Together, the pair become fast friends with renewed faith in actually accomplishing the mission AND getting home. Together they discover that there is a natural predator to the Astrophage in the Ceti system, amoeba-like creatures that eat the astrophage. The pair name these Taumoeba and figure out a way to breed them on each of their home planetary systems. To accomplish this seemingly impossible task, the dynamic duo utilize all of Earth’s collective knowledge saved on terabytes of data Grace has on the ship as well as Rocky’s civilization’s collective knowledge. His species is able to live for hundreds of years and have perfect memory so can store all their knowledge within their own minds. In addition to solving the crucial problem of saving each of their own planets, Rocky has enough astrophages to get Grace home as well. Everyone is happy, right?

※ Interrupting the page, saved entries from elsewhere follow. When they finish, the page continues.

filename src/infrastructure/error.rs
//! Infrastructure-level errors (wraps application errors)

use thiserror::Error;

use crate::application::ApplicationError;

/// Infrastructure errors wrap application errors and add I/O-level concerns.
#[derive(Error, Debug)]
pub enum InfraError {
    #[error("{0}")]
    Application(#[from] ApplicationError),

    #[error("I/O error: {context}")]
    Io {
        context: String,
        #[source]
        source: std::io::Error,
    },
}

impl InfraError {
    /// Create an I/O error with context.
    pub fn io(context: impl Into<String>, source: std::io::Error) -> Self {
        Self::Io {
            context: context.into(),
            source,
        }
    }
}

/// Result type for infrastructure layer operations.
pub type InfraResult<T> = Result<T, InfraError>;
//! Catalog persistence service
//!
//! The catalog is never allowed to block the user: a missing or corrupt file
//! yields the bundled default catalog instead of an error.

use std::path::PathBuf;
use std::sync::Arc;

use tracing::{error, info, warn};

use crate::application::envelope;
use crate::application::{ApplicationError, ApplicationResult, IoResultExt};
use crate::config::Settings;
use crate::domain::Catalog;
use crate::infrastructure::traits::FileSystem;

pub struct CatalogRepository {
    fs: Arc<dyn FileSystem>,
    settings: Arc<Settings>,
}

impl CatalogRepository {
    pub fn new(fs: Arc<dyn FileSystem>, settings: Arc<Settings>) -> Self {
        Self { fs, settings }
    }

    pub fn path(&self) -> PathBuf {
        self.settings.catalog_path()
    }

    /// Strict read of the catalog file.
    pub fn read(&self) -> ApplicationResult<Catalog> {
        let path = self.path();
        let content = self
            .fs
            .read_to_string(&path)
            .with_path_context("read catalog", &path)?;
        let malformed = |e: serde_json::Error| ApplicationError::MalformedCatalog {
            path: path.clone(),
            message: e.to_string(),
        };
        let mut doc: serde_json::Value = serde_json::from_str(&content).map_err(malformed)?;
        envelope::strip(&mut doc);
        serde_json::from_value(doc).map_err(malformed)
    }

    /// Load the catalog, falling back to [`Catalog::default_catalog`].
    pub fn load(&self) -> Catalog {
        let path = self.path();
        if !self.fs.is_file(&path) {
            warn!("no catalog at {}, using default catalog", path.display());
            return Catalog::default_catalog();
        }
        match self.read() {
            Ok(catalog) => {
                info!(
                    "loaded catalog with {} products from {}",
                    catalog.products.len(),
                    path.display()
                );
                catalog
            }
            Err(e) => {
                error!("failed to load catalog: {}, using default catalog", e);
                Catalog::default_catalog()
            }
        }
    }

    pub fn save(&self, catalog: &Catalog) -> ApplicationResult<PathBuf> {
        let path = self.path();
        let doc = envelope::wrap(catalog, &self.settings.app_name)
            .with_path_context("serialize catalog", &path)?;
        let json =
            serde_json::to_string_pretty(&doc).with_path_context("serialize catalog", &path)?;
        self.fs
            .ensure_parent(&path)
            .with_path_context("create directory for", &path)?;
        self.fs
            .write_atomic(&path, &json)
            .with_path_context("write catalog", &path)?;
        info!("saved catalog to {}", path.display());
        Ok(path)
    }
}
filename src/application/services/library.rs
//! Guide library directory service
//!
//! Layout under `data_dir`: `guides/` (user authored), `examples/` (bundled samples)
//! and the catalog file.

use std::path::{Path, PathBuf};
use std::sync::Arc;

use tracing::{debug, info};

use crate::application::services::GuideRepository;
use crate::application::{ApplicationResult, IoResultExt};
use crate::config::Settings;
use crate::domain::sample_guides;
use crate::infrastructure::traits::FileSystem;
use crate::util::path::has_extension;

/// One guide file found in the library.
#[derive(Debug, Clone, PartialEq, Eq)]
pub struct LibraryEntry {
    pub path: PathBuf,
    /// Title from the file, `None` if it could not be loaded.
    pub title: Option<String>,
}

/// Guide files of the library, per subdirectory.
#[derive(Debug, Clone, Default)]
pub struct LibraryListing {
    pub guides: Vec<LibraryEntry>,
    pub examples: Vec<LibraryEntry>,
}

pub struct GuideLibrary {
    fs: Arc<dyn FileSystem>,
    settings: Arc<Settings>,
}

impl GuideLibrary {
    pub fn new(fs: Arc<dyn FileSystem>, settings: Arc<Settings>) -> Self {
        Self { fs, settings }
    }

    /// Create `guides/` and `examples/` if missing and write the sample guides
    /// that are not there yet. Returns directories and files created.
    pub fn init(&self) -> ApplicationResult<Vec<PathBuf>> {
        let mut created = Vec::new();
        for dir in [self.settings.guides_dir(), self.settings.examples_dir()] {
            if self.fs.is_dir(&dir) {
                continue;
            }
            self.fs
                .create_dir_all(&dir)
                .with_path_context("create library directory", &dir)?;
            debug!("created {}", dir.display());
            created.push(dir);
        }
        created.extend(self.write_samples()?);
        Ok(created)
    }

    /// Save each sample guide as `examples/<guide_id><ext>`. Existing files are
    /// left untouched.
    pub fn write_samples(&self) -> ApplicationResult<Vec<PathBuf>> {
        let repo = GuideRepository::new(self.fs.clone(), self.settings.clone());
        let examples = self.settings.examples_dir();
        let mut written = Vec::new();
        for (guide_id, guide) in sample_guides() {
            let path = examples.join(format!("{}{}", guide_id, self.settings.guide_extension));
            if self.fs.exists(&path) {
                debug!("sample {} already present", path.display());
                continue;
            }
            written.push(repo.save(&guide, Some(&path))?);
        }
        if !written.is_empty() {
            info!("wrote {} sample guides to {}", written.len(), examples.display());
        }
        Ok(written)
    }

    /// Guide files directly inside `dir`, sorted by path. A missing directory
    /// yields an empty list.
    pub fn guide_files(&self, dir: &Path) -> Vec<PathBuf> {
        if !self.fs.is_dir(dir) {
            return Vec::new();
        }
        let mut files: Vec<PathBuf> = walkdir::WalkDir::new(dir)
            .max_depth(1)
            .into_iter()
            .filter_map(|e| e.ok())
            .filter(|e| e.file_type().is_file())
            .map(|e| e.into_path())
            .filter(|p| has_extension(p, &self.settings.library_extensions))
            .collect();
        files.sort();
        debug!("found {} guide files in {}", files.len(), dir.display());
        files
    }

    pub fn list_guides(&self) -> Vec<PathBuf> {
        self.guide_files(&self.settings.guides_dir())
    }

    pub fn list_examples(&self) -> Vec<PathBuf> {
        self.guide_files(&self.settings.examples_dir())
    }

    /// Both subdirectories with titles read from each file.
    pub fn listing(&self) -> LibraryListing {
        let repo = GuideRepository::new(self.fs.clone(), self.settings.clone());
        let entries = |paths: Vec<PathBuf>| -> Vec<LibraryEntry> {
            paths
                .into_iter()
                .map(|path| {
                    let title = repo.try_load(&path).map(|g| g.metadata.title);
                    LibraryEntry { path, title }
                })
                .collect()
        };
        LibraryListing {
            guides: entries(self.list_guides()),
            examples: entries(self.list_examples()),
        }
    }
}
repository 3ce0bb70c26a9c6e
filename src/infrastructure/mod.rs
//! Infrastructure layer: I/O implementations and DI container
//!
//! This layer implements I/O boundary traits and wires up services.

pub mod di;
pub mod error;
pub mod traits;

pub use di::ServiceContainer;
pub use error::{InfraError, InfraResult};
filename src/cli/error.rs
//! CLI-level errors (wraps infrastructure errors)

use thiserror::Error;

use crate::application::ApplicationError;
use crate::exitcode;
use crate::infrastructure::InfraError;

/// CLI errors are the top-level error type.
/// These are what get displayed to the user.
#[derive(Error, Debug)]
pub enum CliError {
    #[error("{0}")]
    Infra(#[from] InfraError),

    #[error("invalid arguments: {0}")]
    InvalidArgs(String),

    #[error("{0}")]
    Usage(String),

    #[error("guide is invalid ({0} issues)")]
    InvalidGuide(usize),
}

impl From<ApplicationError> for CliError {
    fn from(e: ApplicationError) -> Self {
        CliError::Infra(InfraError::Application(e))
    }
}

/// Result type for CLI operations.
pub type CliResult<T> = Result<T, CliError>;

impl CliError {
    /// Get the appropriate exit code for this error.
    pub fn exit_code(&self) -> i32 {
        match self {
            CliError::InvalidArgs(_) | CliError::Usage(_) => exitcode::USAGE,
            CliError::InvalidGuide(_) => exitcode::DATAERR,
            CliError::Infra(e) => match e {
                InfraError::Io { .. } => exitcode::IOERR,
                InfraError::Application(app) => match app {
                    ApplicationError::GuideNotFound(_) => exitcode::NOINPUT,
                    ApplicationError::MalformedGuide { .. }
                    | ApplicationError::MalformedCatalog { .. }
                    | ApplicationError::Domain(_) => exitcode::DATAERR,
                    ApplicationError::NodeNotFound(_) => exitcode::USAGE,
                    ApplicationError::Config { .. } => exitcode::CONFIG,
                    ApplicationError::OperationFailed { .. } => exitcode::IOERR,
                },
            },
        }
    }
}
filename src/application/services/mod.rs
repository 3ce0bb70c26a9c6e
//! Application services
//!
//! Concrete service implementations that orchestrate domain logic.
//! Services depend on I/O boundary traits (FileSystem) but are themselves
//! concrete structs, not traits.

mod catalog;
pub mod export;
mod library;
mod repository;

pub use catalog::CatalogRepository;
pub use export::{render_html, render_text, step_tree, ExportFormat};
pub use library::{GuideLibrary, LibraryEntry, LibraryListing};
pub use repository::GuideRepository;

Wrong, on their way back to their respective planets Grace sees that Rocky’s ship is in trouble. He sends Taumoeba and information on how to breed them back to Earth and risks ever returning home to save his friend. They live happily ever after together on Rocky’s planet, Erid where Grace teaches little rocky aliens, and they learn that Earth has eliminated their astrophage problem through observation of the sun seeing that it returned to its full luminosity.
Science and best buddies save the day!
[money shot of Taumoeba] Ugh, Taumoeba get everywhere
Now that that’s cleaned up, where were we? That’s right, the wrap up. That sounded like a movie, right? Well, that was the book. Again, that’s why Weir succeeds at crafting stories already made for Hollywood. But these aren’t just any stories for Hollywood. No, these make you think, but not too hard. Just in the right balance of rigor and intelligence to rescue readers and soon to be viewers from the crushing weight of incompetence that too often surrounds us.
It’s porn. Fantasy. It is based in reality but not wholly real, but feels like it can be real. We feel like we are learning something even if we aren’t. We consume it all at once like a group of astrophage, because it is a place we want to be. We find escape within. We want to be in a world where everyone on the planet works together to save humanity. We want to be in a world where intelligence is celebrated and sought after. We want to follow along with our implausible hero as he saves the day because he is taking us to this more perfect reality. We are stimulated and desperately seeking that escape.
Competency Porn is the opposite of second screen movies. I wouldn’t call it an antidote, but it is a salve. It soothes us and gets us going in a better direction. Second screen movies that expect us to not pay attention are not a good future. While Competence Porn like this isn’t deep or full of meaning, it does make readers and viewers alike pay attention while reading or watching. It may motivate us to explore more of the topics presented in it. We need more books and films like this that inspire moviegoers to do more after or think a little during. It is nothing out of our grasp. It is fun and silly enough to keep you engaged while also having small tidbits to keep you mentally fed.
Competency Porn like Project Hail Mary isn’t literary. It doesn’t make you think too deeply, but it does encourage you to think in other ways. If our only other option are movies that feel like they were meant for a tik tok feed or that repeat basic plot points a dozen times then I’d rather have a little porn in my life. What about you?